When Arden Besunder P.C. was founded in 2009, it dedicated its estate planning practice to representing the interests of same-sex, LGBTQ couples who were not afforded the opportunity to legally marry. In the years since the firm’s inception, we have fortunately witnessed an avalanche of change across the nation. In 2009, only five states — Massachusetts, Connecticut, Iowa, Vermont, and New Hampshire — and the District of Columbia had legalized same-sex marriage. On June 24, 2011, New York State enacted legislation legalizing same-sex marriage and granting same-sex couples the right to marry, becoming the sixth and most populous state to legalize same-sex marriage, joining Massachusetts, Connecticut, Vermont, Iowa and New Hampshire, as well as Washington D.C. Argentina, Belgium, Canada, Iceland, the Netherlands, Norway, Portugal, South Africa, Spain and Sweden also allow same–sex marriages to be performed in their jurisdiction.

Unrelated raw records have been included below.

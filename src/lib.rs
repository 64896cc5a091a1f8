pub mod api;
pub mod app;
pub mod config;
pub mod error;
pub mod graph;
pub mod layout;
pub mod message;
pub mod query;
pub mod ui;
use crate::core::SessionKind;

/// Rolling estimate of the share of acquires that ask for a write session.
///
/// An exponentially weighted moving average with `alpha = 1 / window`.
/// Every observation moves the estimate toward the observed kind, so a
/// workload that shifts from all-write to all-read converges monotonically.
#[derive(Debug, Clone)]
pub(crate) struct DemandTracker {
    write_fraction: f64,
    alpha: f64,
    observed: [u64; 2],
}

impl DemandTracker {
    pub fn new(initial_write_fraction: f64, window: usize) -> Self {
        Self {
            write_fraction: initial_write_fraction.clamp(0.0, 1.0),
            alpha: 1.0 / window.max(1) as f64,
            observed: [0, 0],
        }
    }

    pub fn record(&mut self, kind: SessionKind) {
        let sample = match kind {
            SessionKind::ReadOnly => 0.0,
            SessionKind::ReadWritePrepared => 1.0,
        };
        self.write_fraction += self.alpha * (sample - self.write_fraction);
        self.observed[kind.index()] += 1;
    }

    pub fn write_fraction(&self) -> f64 {
        self.write_fraction
    }

    /// How many of `total` sessions should be ReadWritePrepared
    pub fn write_target(&self, total: usize) -> usize {
        ((total as f64) * self.write_fraction).round() as usize
    }

    pub fn observed(&self, kind: SessionKind) -> u64 {
        self.observed[kind.index()]
    }
}

#[cfg(test)]
mod tests {
    use super::*;

    #[test]
    fn test_initial_fraction_is_clamped() {
        assert_eq!(DemandTracker::new(2.0, 10).write_fraction(), 1.0);
        assert_eq!(DemandTracker::new(-1.0, 10).write_fraction(), 0.0);
    }

    #[test]
    fn test_converges_from_all_write_to_all_read() {
        let mut demand = DemandTracker::new(0.0, 20);

        let mut previous = demand.write_fraction();
        for _ in 0..200 {
            demand.record(SessionKind::ReadWritePrepared);
            assert!(demand.write_fraction() >= previous);
            previous = demand.write_fraction();
        }
        assert!(demand.write_fraction() > 0.99);

        for _ in 0..200 {
            demand.record(SessionKind::ReadOnly);
            assert!(demand.write_fraction() <= previous);
            previous = demand.write_fraction();
        }
        assert!(demand.write_fraction() < 0.01);

        assert_eq!(demand.observed(SessionKind::ReadOnly), 200);
        assert_eq!(demand.observed(SessionKind::ReadWritePrepared), 200);
    }

    #[test]
    fn test_write_target_rounds() {
        let demand = DemandTracker::new(0.25, 100);
        assert_eq!(demand.write_target(10), 3);
        assert_eq!(demand.write_target(0), 0);
        assert_eq!(demand.write_target(4), 1);
    }
}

It was not until June 26, 2013, however, when the U.S. Supreme Court decision repealed a key part of the Defense of Marriage Act (DOMA), which was the lynchpin in denying LGBTQ full marriage rights. The case, United States v. Windsor, was precipitated by Edith Windsor (a New Yorker!) who challenged the imposition of the federal estate tax when her spouse Thea Spyer died in 2009, leaving her entire estate to Windsor. Windsor sought to claim the federal estate tax exemption for surviving spouses. She was prevented from doing so by Section 3 of DOMA, which provided that the term “spouse” in federal law only applied to marriages between a man and a woman. The IRS found that the exemption did not apply to same-sex marriages, denied Windsor’s claim, and compelled her to pay $363,053 in estate taxes. The United States Supreme Court held in a 5-4 decision that Section 3 of DOMA was unconstitutional “as a deprivation of the liberty of the person protected by the Fifth Amendment.”
On the same day of the Windsor decision, SCOTUS issued a separate 5-4 decision in Hollingsworth v. Perry relating to California’s constitutional amendment initiative barring same-sex marriage. The decision ruled that the proponents of the initiative lacked Article III standing to appeal in federal court. The decision effectively allowed same-sex marriage in California to resume.
Despite the legalization of marriage, special planning considerations still face same-sex and transgender couples. Gay and lesbian individuals and same-sex couples continue face a different set of challenges in meeting their estate planning needs. (For those either contemplating marriage or already married, the Firm also prepares pre-nuptial and post-nuptial agreements as vehicles to protect the assets of a member of the lesbian or gay married couple; such may be particularly critical if one member had children prior to the current marriage.)
Perhaps more than anyone else, same–sex couples and other unmarried couples (and their families) need to consult with an estate planning attorney to ensure that their planning objectives are met through comprehensive documentation.